ENEMY STORM: CHRONICLES OF THE EMPIRE, BOOK THREE
It's never a good day when a radioactive hunk of starship nearly drops on your head.
The Claugh Empire attacked Edie's planet fifteen years ago, murdered her parents, and left the teen for dead. So when a wrecked Claugh starship interrupts a salvage mission, she's torn between revenge and rescuing survivors—especially the stirring captain with an uncanny ability to rekindle her dead emotions. Something about him inflames the urge to come to terms with her past. But the mercenary in Edie doubts trusting a former enemy will bring her redemption or put old prejudices to bed. When a new common enemy, hell-bent on wiping out humanoids, threatens to bury them all, the captain tries to convince her a mutual coalition might breach their political impasse—all for the greater good.

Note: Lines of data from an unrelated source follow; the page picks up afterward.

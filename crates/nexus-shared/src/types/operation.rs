//! Per-stage operation rows and their append-only evidence.

use std::collections::HashMap;

use chrono::{DateTime, Utc};
use serde::{Deserialize, Serialize};
use serde_json::Value;

/// Lifecycle of one stage execution. `Completed` and `Failed` are final;
/// the only write accepted afterwards is the retry-marker increment.
#[derive(Debug, Clone, Copy, PartialEq, Eq, Serialize, Deserialize)]
#[serde(rename_all = "snake_case")]
pub enum OperationStatus {
    Running,
    Completed,
    Failed,
}

impl OperationStatus {
    pub fn as_str(&self) -> &'static str {
        match self {
            Self::Running => "running",
            Self::Completed => "completed",
            Self::Failed => "failed",
        }
    }

    pub fn parse(raw: &str) -> Option<Self> {
        match raw {
            "running" => Some(Self::Running),
            "completed" => Some(Self::Completed),
            "failed" => Some(Self::Failed),
            _ => None,
        }
    }

    pub fn is_final(&self) -> bool {
        matches!(self, Self::Completed | Self::Failed)
    }
}

/// One row per pipeline-stage execution for one task. Immutable after
/// completion apart from the retry marker.
#[derive(Debug, Clone, Serialize, Deserialize)]
pub struct TaskOperation {
    pub operation_id: String,
    pub task_id: String,
    /// Stage name (`planning`, `searching`, ...)
    pub stage: String,
    pub status: OperationStatus,
    pub started_at: DateTime<Utc>,
    pub ended_at: Option<DateTime<Utc>>,
    pub error: Option<String>,
    /// e.g. `{"sources_examined": 12, "evidence_items": 4}`
    #[serde(default)]
    pub counts: HashMap<String, i64>,
    pub retry_marker: i32,
}

impl TaskOperation {
    pub fn open(task_id: impl Into<String>, stage: impl Into<String>) -> Self {
        Self {
            operation_id: super::new_id(),
            task_id: task_id.into(),
            stage: stage.into(),
            status: OperationStatus::Running,
            started_at: Utc::now(),
            ended_at: None,
            error: None,
            counts: HashMap::new(),
            retry_marker: 0,
        }
    }
}

/// Classification of an evidence record.
#[derive(Debug, Clone, Copy, PartialEq, Eq, Serialize, Deserialize)]
#[serde(rename_all = "snake_case")]
pub enum EvidenceKind {
    SearchResult,
    ExtractedFact,
    SummaryFragment,
    ReasoningConclusion,
}

impl EvidenceKind {
    pub fn as_str(&self) -> &'static str {
        match self {
            Self::SearchResult => "search_result",
            Self::ExtractedFact => "extracted_fact",
            Self::SummaryFragment => "summary_fragment",
            Self::ReasoningConclusion => "reasoning_conclusion",
        }
    }

    pub fn parse(raw: &str) -> Option<Self> {
        match raw {
            "search_result" => Some(Self::SearchResult),
            "extracted_fact" => Some(Self::ExtractedFact),
            "summary_fragment" => Some(Self::SummaryFragment),
            "reasoning_conclusion" => Some(Self::ReasoningConclusion),
            _ => None,
        }
    }
}

/// Where an evidence payload came from.
#[derive(Debug, Clone, Default, Serialize, Deserialize)]
pub struct Provenance {
    pub source_url: Option<String>,
    pub provider: Option<String>,
    pub retrieved_at: Option<DateTime<Utc>>,
}

/// Append-only record attached to an operation. Never deleted except by
/// the explicit data-purge admin operation.
#[derive(Debug, Clone, Serialize, Deserialize)]
pub struct OperationEvidence {
    pub evidence_id: String,
    pub operation_id: String,
    pub kind: EvidenceKind,
    pub payload: Value,
    pub provenance: Provenance,
    pub created_at: DateTime<Utc>,
}

impl OperationEvidence {
    pub fn new(operation_id: impl Into<String>, kind: EvidenceKind, payload: Value) -> Self {
        Self {
            evidence_id: super::new_id(),
            operation_id: operation_id.into(),
            kind,
            payload,
            provenance: Provenance::default(),
            created_at: Utc::now(),
        }
    }

    pub fn with_provenance(mut self, provenance: Provenance) -> Self {
        self.provenance = provenance;
        self
    }
}

#[cfg(test)]
mod tests {
    use super::*;

    #[test]
    fn test_operation_opens_running() {
        let op = TaskOperation::open("t1", "planning");
        assert_eq!(op.status, OperationStatus::Running);
        assert!(op.ended_at.is_none());
        assert_eq!(op.retry_marker, 0);
    }

    #[test]
    fn test_final_statuses() {
        assert!(OperationStatus::Completed.is_final());
        assert!(OperationStatus::Failed.is_final());
        assert!(!OperationStatus::Running.is_final());
    }

    #[test]
    fn test_evidence_kind_strings() {
        assert_eq!(EvidenceKind::SearchResult.as_str(), "search_result");
        assert_eq!(
            EvidenceKind::parse("reasoning_conclusion"),
            Some(EvidenceKind::ReasoningConclusion)
        );
        assert_eq!(EvidenceKind::parse("other"), None);
    }
}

Note: This quote from the author really piqued my interest and made me want to read: Main character Edie "is also very loosely based on a dear family friend who challenged me to write a deaf character without having to ‘fix’ the character or have her inability to hear be made into something that would ultimately save everyone. I tried. I hope I did her proud."

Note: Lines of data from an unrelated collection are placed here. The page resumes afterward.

//! # Agent Registry and Spawner
//!
//! Agents are stage handlers: each subscribes to exactly one request topic,
//! does its work, and replies on the canonical reply topic with
//! `conversation_id` and `in_reply_to` copied from the request. The
//! registry maps a stable `agent_type` string to a constructor; the
//! spawner owns the start/stop lifecycle of the spawned set. No
//! inheritance chain — one trait is the whole capability surface.

use std::collections::HashMap;
use std::sync::{Arc, Mutex};

use async_trait::async_trait;
use serde_json::Value;
use tracing::{debug, info, warn};

use nexus_shared::messaging::{EnvelopeHandler, MessageEnvelope, SubscriptionId};
use nexus_shared::{NexusError, NexusResult};

use crate::context::AgentContext;
use crate::search::agent::SearchAgent;

/// One stage handler. `handle` returns the reply payload; errors become
/// typed error replies.
#[async_trait]
pub trait Agent: Send + Sync + 'static {
    /// Unique instance id, used as the envelope sender and recipient
    fn agent_id(&self) -> &str;

    /// Registry key (`decomposer`, `planner`, `search:exa`, ...)
    fn agent_type(&self) -> &'static str;

    /// The single request topic this agent consumes
    fn request_topic(&self) -> &'static str;

    async fn handle(&self, request: &MessageEnvelope) -> NexusResult<Value>;
}

type AgentConstructor = Box<dyn Fn(Arc<AgentContext>) -> NexusResult<Arc<dyn Agent>> + Send + Sync>;

/// String-keyed constructors for every agent variant.
pub struct AgentRegistry {
    constructors: HashMap<String, AgentConstructor>,
}

impl std::fmt::Debug for AgentRegistry {
    fn fmt(&self, f: &mut std::fmt::Formatter<'_>) -> std::fmt::Result {
        f.debug_struct("AgentRegistry")
            .field("types", &self.constructors.keys().collect::<Vec<_>>())
            .finish()
    }
}

impl Default for AgentRegistry {
    fn default() -> Self {
        Self::new()
    }
}

impl AgentRegistry {
    pub fn new() -> Self {
        Self {
            constructors: HashMap::new(),
        }
    }

    pub fn register(
        &mut self,
        agent_type: impl Into<String>,
        constructor: impl Fn(Arc<AgentContext>) -> NexusResult<Arc<dyn Agent>> + Send + Sync + 'static,
    ) {
        self.constructors
            .insert(agent_type.into(), Box::new(constructor));
    }

    pub fn registered_types(&self) -> Vec<String> {
        let mut types: Vec<_> = self.constructors.keys().cloned().collect();
        types.sort();
        types
    }

    pub fn construct(
        &self,
        agent_type: &str,
        ctx: Arc<AgentContext>,
    ) -> NexusResult<Arc<dyn Agent>> {
        let constructor = self.constructors.get(agent_type).ok_or_else(|| {
            NexusError::Configuration(format!("unknown agent type {agent_type:?}"))
        })?;
        constructor(ctx)
    }

    /// The standard agent set: one of each pipeline handler plus one
    /// search agent per enabled provider.
    pub fn with_defaults(search_provider_names: &[String]) -> Self {
        let mut registry = Self::new();
        registry.register("decomposer", |ctx| {
            Ok(Arc::new(crate::decomposer::DecomposerAgent::new(ctx)) as Arc<dyn Agent>)
        });
        registry.register("planner", |ctx| {
            Ok(Arc::new(crate::planner::PlannerAgent::new(ctx)) as Arc<dyn Agent>)
        });
        registry.register("aggregator", |ctx| {
            Ok(Arc::new(crate::aggregator::AggregatorAgent::new(ctx)) as Arc<dyn Agent>)
        });
        registry.register("summarizer", |ctx| {
            Ok(Arc::new(crate::summarizer::SummarizerAgent::new(ctx)) as Arc<dyn Agent>)
        });
        registry.register("reasoner", |ctx| {
            Ok(Arc::new(crate::reasoner::ReasonerAgent::new(ctx)) as Arc<dyn Agent>)
        });
        registry.register("artifact", |ctx| {
            Ok(Arc::new(crate::artifact::ArtifactAgent::new(ctx)) as Arc<dyn Agent>)
        });
        for name in search_provider_names {
            let provider = name.clone();
            registry.register(format!("search:{name}"), move |ctx| {
                Ok(Arc::new(SearchAgent::new(ctx, &provider)?) as Arc<dyn Agent>)
            });
        }
        registry
    }
}

/// Owns the spawned agent set and its bus subscriptions.
pub struct AgentSpawner {
    ctx: Arc<AgentContext>,
    spawned: Mutex<Vec<(Arc<dyn Agent>, SubscriptionId)>>,
}

impl std::fmt::Debug for AgentSpawner {
    fn fmt(&self, f: &mut std::fmt::Formatter<'_>) -> std::fmt::Result {
        f.debug_struct("AgentSpawner")
            .field("spawned", &self.spawned.lock().unwrap().len())
            .finish()
    }
}

impl AgentSpawner {
    pub fn new(ctx: Arc<AgentContext>) -> Self {
        Self {
            ctx,
            spawned: Mutex::new(Vec::new()),
        }
    }

    /// Construct and start one agent: subscribe it to its request topic.
    /// Envelopes addressed to a different recipient are ignored; handler
    /// results are published as correlated replies.
    pub fn spawn(&self, registry: &AgentRegistry, agent_type: &str) -> NexusResult<Arc<dyn Agent>> {
        let agent = registry.construct(agent_type, self.ctx.clone())?;
        let subscription = self.subscribe(agent.clone())?;
        self.spawned
            .lock()
            .unwrap_or_else(|p| p.into_inner())
            .push((agent.clone(), subscription));
        info!(agent_id = %agent.agent_id(), topic = %agent.request_topic(), "agent started");
        Ok(agent)
    }

    /// Spawn every type registered in the registry.
    pub fn spawn_all(&self, registry: &AgentRegistry) -> NexusResult<Vec<Arc<dyn Agent>>> {
        registry
            .registered_types()
            .iter()
            .map(|agent_type| self.spawn(registry, agent_type))
            .collect()
    }

    fn subscribe(&self, agent: Arc<dyn Agent>) -> NexusResult<SubscriptionId> {
        let bus = self.ctx.bus.clone();
        let handler_agent = agent.clone();
        let handler: EnvelopeHandler = Arc::new(move |request: MessageEnvelope| {
            let agent = handler_agent.clone();
            let bus = bus.clone();
            Box::pin(async move {
                if let Some(recipient) = &request.recipient {
                    if recipient != agent.agent_id() {
                        return Ok(());
                    }
                }
                debug!(
                    agent_id = %agent.agent_id(),
                    message_id = %request.message_id,
                    "agent handling request"
                );
                let reply = match agent.handle(&request).await {
                    Ok(payload) => request.reply(agent.agent_id(), payload),
                    Err(error) => {
                        warn!(agent_id = %agent.agent_id(), error = %error, "agent request failed");
                        request.error_reply(agent.agent_id(), &error)
                    }
                };
                bus.publish(reply)
            })
        });
        self.ctx.bus.subscribe(agent.request_topic(), handler)
    }

    /// Stop every spawned agent by dropping its subscription.
    pub fn stop_all(&self) {
        let mut spawned = self.spawned.lock().unwrap_or_else(|p| p.into_inner());
        for (agent, subscription) in spawned.drain(..) {
            self.ctx.bus.unsubscribe(agent.request_topic(), subscription);
            info!(agent_id = %agent.agent_id(), "agent stopped");
        }
    }

    pub fn spawned_count(&self) -> usize {
        self.spawned.lock().unwrap_or_else(|p| p.into_inner()).len()
    }
}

And Some Recs Because They're Awesome and #BlackLivesMatterLast week, SFF Seven took some time to listen and mourn and get angry. This week, we're amplifying Black voices in publishing, specifically in SFF-dom.

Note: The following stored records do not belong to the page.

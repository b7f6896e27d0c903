//! # LLM Client Facade
//!
//! The orchestrator only ever needs one operation from a language model:
//! prompt in, text out. The facade is an enum over two shims — an
//! OpenAI-compatible HTTP client configured from a JSON file, and a
//! scripted client that replays canned responses for tests. Enum dispatch,
//! no trait objects.

use std::collections::VecDeque;
use std::path::Path;
use std::sync::Mutex;
use std::time::Duration;

use serde::{Deserialize, Serialize};
use serde_json::json;
use tracing::debug;

use crate::error::{NexusError, NexusResult};

/// Loaded from the file named by `LLM_CONFIG`.
#[derive(Debug, Clone, Serialize, Deserialize)]
pub struct LlmConfig {
    pub api_base: String,
    pub api_key: String,
    /// Model used for routine generation
    pub model: String,
    /// Model used when a stage requests deeper reasoning
    #[serde(default)]
    pub reasoning_model: Option<String>,
    /// Request timeout in seconds
    #[serde(default = "default_timeout_secs")]
    pub timeout_secs: u64,
    #[serde(default = "default_max_tokens")]
    pub max_tokens: u32,
}

fn default_timeout_secs() -> u64 {
    120
}

fn default_max_tokens() -> u32 {
    4096
}

impl LlmConfig {
    pub fn load(path: impl AsRef<Path>) -> NexusResult<Self> {
        let raw = std::fs::read_to_string(path.as_ref()).map_err(|e| {
            NexusError::Configuration(format!(
                "cannot read LLM config {}: {e}",
                path.as_ref().display()
            ))
        })?;
        serde_json::from_str(&raw)
            .map_err(|e| NexusError::Configuration(format!("invalid LLM config: {e}")))
    }
}

/// HTTP shim for an OpenAI-compatible chat-completions endpoint.
#[derive(Debug, Clone)]
pub struct HttpLlm {
    config: LlmConfig,
    http: reqwest::Client,
}

impl HttpLlm {
    pub fn new(config: LlmConfig) -> NexusResult<Self> {
        let http = reqwest::Client::builder()
            .timeout(Duration::from_secs(config.timeout_secs))
            .build()
            .map_err(|e| NexusError::Configuration(format!("http client: {e}")))?;
        Ok(Self { config, http })
    }

    async fn generate(&self, prompt: &str, use_reasoning_model: bool) -> NexusResult<String> {
        let model = if use_reasoning_model {
            self.config
                .reasoning_model
                .as_deref()
                .unwrap_or(&self.config.model)
        } else {
            &self.config.model
        };

        let body = json!({
            "model": model,
            "max_tokens": self.config.max_tokens,
            "messages": [{"role": "user", "content": prompt}],
        });

        let url = format!("{}/chat/completions", self.config.api_base.trim_end_matches('/'));
        debug!(model = %model, prompt_len = prompt.len(), "LLM request");

        let response = self
            .http
            .post(&url)
            .bearer_auth(&self.config.api_key)
            .json(&body)
            .send()
            .await?;

        let status = response.status();
        if !status.is_success() {
            let detail = response.text().await.unwrap_or_default();
            return Err(NexusError::provider(
                "llm",
                format!("HTTP {status}: {detail}"),
            ));
        }

        let value: serde_json::Value = response.json().await?;
        value["choices"][0]["message"]["content"]
            .as_str()
            .map(str::to_string)
            .ok_or_else(|| NexusError::provider("llm", "response missing message content"))
    }
}

/// Scripted client for tests: replays queued responses in order and records
/// every prompt it saw.
#[derive(Debug, Default)]
pub struct ScriptedLlm {
    responses: Mutex<VecDeque<String>>,
    prompts: Mutex<Vec<String>>,
}

impl ScriptedLlm {
    pub fn new() -> Self {
        Self::default()
    }

    pub fn push_response(&self, response: impl Into<String>) {
        self.responses.lock().unwrap().push_back(response.into());
    }

    pub fn prompts(&self) -> Vec<String> {
        self.prompts.lock().unwrap().clone()
    }

    fn generate(&self, prompt: &str) -> NexusResult<String> {
        self.prompts.lock().unwrap().push(prompt.to_string());
        self.responses
            .lock()
            .unwrap()
            .pop_front()
            .ok_or_else(|| NexusError::provider("scripted_llm", "no scripted response left"))
    }
}

/// The LLM facade handed to agents.
#[derive(Debug)]
pub enum LlmClient {
    Http(HttpLlm),
    Scripted(ScriptedLlm),
}

impl LlmClient {
    /// Build the HTTP shim from a config file path.
    pub fn from_config_file(path: impl AsRef<Path>) -> NexusResult<Self> {
        Ok(Self::Http(HttpLlm::new(LlmConfig::load(path)?)?))
    }

    /// Scripted client for tests.
    pub fn scripted() -> Self {
        Self::Scripted(ScriptedLlm::new())
    }

    /// Generate a completion for `prompt`.
    pub async fn generate(&self, prompt: &str, use_reasoning_model: bool) -> NexusResult<String> {
        match self {
            Self::Http(client) => client.generate(prompt, use_reasoning_model).await,
            Self::Scripted(client) => client.generate(prompt),
        }
    }

    /// Access the scripted shim (tests only; panics on the HTTP variant).
    pub fn as_scripted(&self) -> &ScriptedLlm {
        match self {
            Self::Scripted(s) => s,
            Self::Http(_) => panic!("as_scripted called on HTTP client"),
        }
    }
}

#[cfg(test)]
mod tests {
    use super::*;

    #[tokio::test]
    async fn test_scripted_replays_in_order() {
        let client = LlmClient::scripted();
        client.as_scripted().push_response("first");
        client.as_scripted().push_response("second");

        assert_eq!(client.generate("p1", false).await.unwrap(), "first");
        assert_eq!(client.generate("p2", true).await.unwrap(), "second");
        assert_eq!(client.as_scripted().prompts(), vec!["p1", "p2"]);
    }

    #[tokio::test]
    async fn test_scripted_exhaustion_is_provider_error() {
        let client = LlmClient::scripted();
        let result = client.generate("p", false).await;
        assert!(matches!(result, Err(NexusError::Provider { .. })));
    }

    #[test]
    fn test_config_parses_with_defaults() {
        let config: LlmConfig = serde_json::from_str(
            r#"{"api_base": "https://api.test/v1", "api_key": "k", "model": "m"}"#,
        )
        .unwrap();
        assert_eq!(config.timeout_secs, 120);
        assert_eq!(config.max_tokens, 4096);
        assert!(config.reasoning_model.is_none());
    }

    #[test]
    fn test_config_load_missing_file_is_configuration_error() {
        let result = LlmConfig::load("/nonexistent/llm_config.json");
        assert!(matches!(result, Err(NexusError::Configuration(_))));
    }
}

Book I just bought and have started reading and wow: The Good Luck Girls by Charlotte Nicole Davis. A Kirkus Review Best of the Year selection for 2019, The Good Luck Girls is a Westworld + Handmaid's Tale fantasy adventure about five girls who seek "freedom, justice, and revenge in a country that wants them to have none of those things."
Book that broke my heart and was, among other things, one of NPR's best books of 2019: The Deep by Rivers Solomon with Daveed Diggs, William Hutson, and Jonathon Snipes. "The water-breathing descendants of African slave women tossed overboard have built their own underwater society—and must reclaim the memories of their past to shape their future."
Book that I read years ago and still adore: Radio Silence by Alyssa Cole is a gritty, smart postapocalyptic story with a romance at its heart (which is my weakness, admittedly).